— What you should do —
When you reach the line in the data below that contains "F: Fn(&K) -> String", please start repeating lines exactly, and stop after the line that contains "Authored scope command.", repeating nothing else.

— Record excerpts —
//! Scope transitions: how a scope reaches the values of a nested scope.
//!
//! At authoring time a [`ScopeLink`] holds the nested [`Specification`]; the
//! factory binds it to the nested scope's id, producing a [`Transition`] that
//! the traversal runs.

use super::factory::SchemeFactory;
use super::ScopeId;
use crate::error::ValidationError;
use crate::specification::Specification;
use crate::validation::Traversal;
use std::marker::PhantomData;

/// Kind of a scope command.
#[derive(Debug, Clone, Copy, PartialEq, Eq, Hash)]
pub enum LinkKind {
    /// `member` / `member_optional`.
    Member,
    /// `as_model`.
    Model,
    /// `as_nullable`.
    Nullable,
    /// `as_collection`.
    Collection,
    /// `as_dictionary`.
    Dictionary,
    /// `as_converted`.
    Converted,
    /// `as_type`.
    Type,
}

impl LinkKind {
    /// Command name for diagnostics.
    #[must_use]
    pub fn label(self) -> &'static str {
        match self {
            Self::Member => "Member",
            Self::Model => "AsModel",
            Self::Nullable => "AsNullable",
            Self::Collection => "AsCollection",
            Self::Dictionary => "AsDictionary",
            Self::Converted => "AsConverted",
            Self::Type => "AsType",
        }
    }

    /// Whether nested values are the same objects the scope sees (or parts
    /// of them). Conversions produce new values.
    #[must_use]
    pub fn preserves_identity(self) -> bool {
        !matches!(self, Self::Converted)
    }

    /// Segment appended for every nested value, when the kind iterates.
    #[must_use]
    pub fn item_segment(self) -> Option<&'static str> {
        match self {
            Self::Collection | Self::Dictionary => Some(crate::paths::INDEX_MARKER),
            _ => None,
        }
    }
}

/// Where a nested value sits relative to the link's base path.
pub(crate) enum Segment {
    Stay,
    Index(usize),
    Key(String),
}

#[derive(Debug, Clone, Copy, PartialEq, Eq)]
pub(crate) enum Flow {
    Continue,
    Halt,
}

pub(crate) type Visit<'v, U> =
    dyn FnMut(Segment, Option<&U>) -> Result<Flow, ValidationError> + 'v;

/// Produces the nested values of a scope value.
pub(crate) trait Traverse<T, U>: Send + Sync + 'static {
    fn traverse(&self, value: &T, visit: &mut Visit<'_, U>) -> Result<Flow, ValidationError>;
}

pub(crate) struct Member<F>(pub(crate) F);

impl<T, U, F> Traverse<T, U> for Member<F>
where
    T: 'static,
    U: 'static,
    F: for<'a> Fn(&'a T) -> Option<&'a U> + Send + Sync + 'static,
{
    fn traverse(&self, value: &T, visit: &mut Visit<'_, U>) -> Result<Flow, ValidationError> {
        visit(Segment::Stay, (self.0)(value))
    }
}

pub(crate) struct Model;

impl<T: 'static> Traverse<T, T> for Model {
    fn traverse(&self, value: &T, visit: &mut Visit<'_, T>) -> Result<Flow, ValidationError> {
        visit(Segment::Stay, Some(value))
    }
}

pub(crate) struct Nullable;

impl<U: 'static> Traverse<Option<U>, U> for Nullable {
    fn traverse(
        &self,
        value: &Option<U>,
        visit: &mut Visit<'_, U>,
    ) -> Result<Flow, ValidationError> {
        visit(Segment::Stay, value.as_ref())
    }
}

pub(crate) struct Converted<F>(pub(crate) F);

impl<T, U, F> Traverse<T, U> for Converted<F>
where
    T: 'static,
    U: 'static,
    F: Fn(&T) -> U + Send + Sync + 'static,
{
    fn traverse(&self, value: &T, visit: &mut Visit<'_, U>) -> Result<Flow, ValidationError> {
        let converted = (self.0)(value);
        visit(Segment::Stay, Some(&converted))
    }
}

/// Variant cast: a `None` skips the nested scope instead of meaning "null".
pub(crate) struct Cast<F>(pub(crate) F);

impl<T, U, F> Traverse<T, U> for Cast<F>
where
    T: 'static,
    U: 'static,
    F: for<'a> Fn(&'a T) -> Option<&'a U> + Send + Sync + 'static,
{
    fn traverse(&self, value: &T, visit: &mut Visit<'_, U>) -> Result<Flow, ValidationError> {
        match (self.0)(value) {
            Some(cast) => visit(Segment::Stay, Some(cast)),
            None => Ok(Flow::Continue),
        }
    }
}

pub(crate) struct Items;

impl<T, U> Traverse<T, U> for Items
where
    T: 'static,
    U: 'static,
    for<'a> &'a T: IntoIterator<Item = &'a U>,
{
    fn traverse(&self, value: &T, visit: &mut Visit<'_, U>) -> Result<Flow, ValidationError> {
        for (index, item) in IntoIterator::into_iter(value).enumerate() {
            if visit(Segment::Index(index), Some(item))? == Flow::Halt {
                return Ok(Flow::Halt);
            }
        }
        Ok(Flow::Continue)
    }
}

pub(crate) struct Keys<K, F> {
    stringify: F,
    _key: PhantomData<fn(&K)>,
}

impl<K, F> Keys<K, F> {
    pub(crate) fn new(stringify: F) -> Self {
        Self {
            stringify,
            _key: PhantomData,
        }
    }
}

impl<T, K, V, F> Traverse<T, V> for Keys<K, F>
where
    T: 'static,
    K: 'static,
    V: 'static,
    F: Fn(&K) -> String + Send + Sync + 'static,
    for<'a> &'a T: IntoIterator<Item = (&'a K, &'a V)>,
{
    fn traverse(&self, value: &T, visit: &mut Visit<'_, V>) -> Result<Flow, ValidationError> {
        for (key, item) in IntoIterator::into_iter(value) {
            let segment = crate::paths::normalize_path(&(self.stringify)(key)).into_owned();
            if visit(Segment::Key(segment), Some(item))? == Flow::Halt {
                return Ok(Flow::Halt);
            }
        }
        Ok(Flow::Continue)
    }
}

/// Authored scope command.
pub(crate) trait ScopeLink<T>: Send + Sync {
    fn kind(&self) -> LinkKind;

    /// Path segment the link adds by itself (member name).
    fn name(&self) -> Option<&str>;

    /// Resolves the nested specification to a scope id, queueing its
    /// compilation when first seen.
    fn bind(self: Box<Self>, factory: &mut SchemeFactory) -> Box<dyn Transition<T>>;
}

/// Compiled scope command.
pub(crate) trait Transition<T>: Send + Sync {
    fn target(&self) -> ScopeId;

    fn run(&self, value: &T, cx: &mut Traversal<'_>) -> Result<Flow, ValidationError>;
}

pub(crate) struct Link<T, U, X> {
    kind: LinkKind,
    name: Option<String>,
    spec: Specification<U>,
    traverse: X,
    _value: PhantomData<fn(&T)>,
}

impl<T, U, X> Link<T, U, X> {
    pub(crate) fn new(
        kind: LinkKind,
        name: Option<String>,
        spec: Specification<U>,
        traverse: X,
    ) -> Self {
        Self {
            kind,
            name,
            spec,
            traverse,
            _value: PhantomData,
        }
    }
}

impl<T, U, X> ScopeLink<T> for Link<T, U, X>
where
    T: 'static,
    U: 'static,
    X: Traverse<T, U>,
{
    fn kind(&self) -> LinkKind {
        self.kind
    }

    fn name(&self) -> Option<&str> {
        self.name.as_deref()
    }

    fn bind(self: Box<Self>, factory: &mut SchemeFactory) -> Box<dyn Transition<T>> {
        let target = factory.scope_id_for(&self.spec);
        Box::new(Bound::<T, U, X> {
            target,
            traverse: self.traverse,
            _types: PhantomData,
        })
    }
}

struct Bound<T, U, X> {
    target: ScopeId,
    traverse: X,
    _types: PhantomData<fn(&T, &U)>,
}

impl<T, U, X> Transition<T> for Bound<T, U, X>
where
    T: 'static,
    U: 'static,
    X: Traverse<T, U>,
{
    fn target(&self) -> ScopeId {
        self.target
    }

    fn run(&self, value: &T, cx: &mut Traversal<'_>) -> Result<Flow, ValidationError> {
        let target = self.target;
        self.traverse
            .traverse(value, &mut |segment: Segment, item: Option<&U>| {
                cx.enter::<U>(target, segment, item)
            })
    }
}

— Solution —
    F: Fn(&K) -> String + Send + Sync + 'static,
    for<'a> &'a T: IntoIterator<Item = (&'a K, &'a V)>,
{
    fn traverse(&self, value: &T, visit: &mut Visit<'_, V>) -> Result<Flow, ValidationError> {
        for (key, item) in IntoIterator::into_iter(value) {
            let segment = crate::paths::normalize_path(&(self.stringify)(key)).into_owned();
            if visit(Segment::Key(segment), Some(item))? == Flow::Halt {
                return Ok(Flow::Halt);
            }
        }
        Ok(Flow::Continue)
    }
}

/// Authored scope command.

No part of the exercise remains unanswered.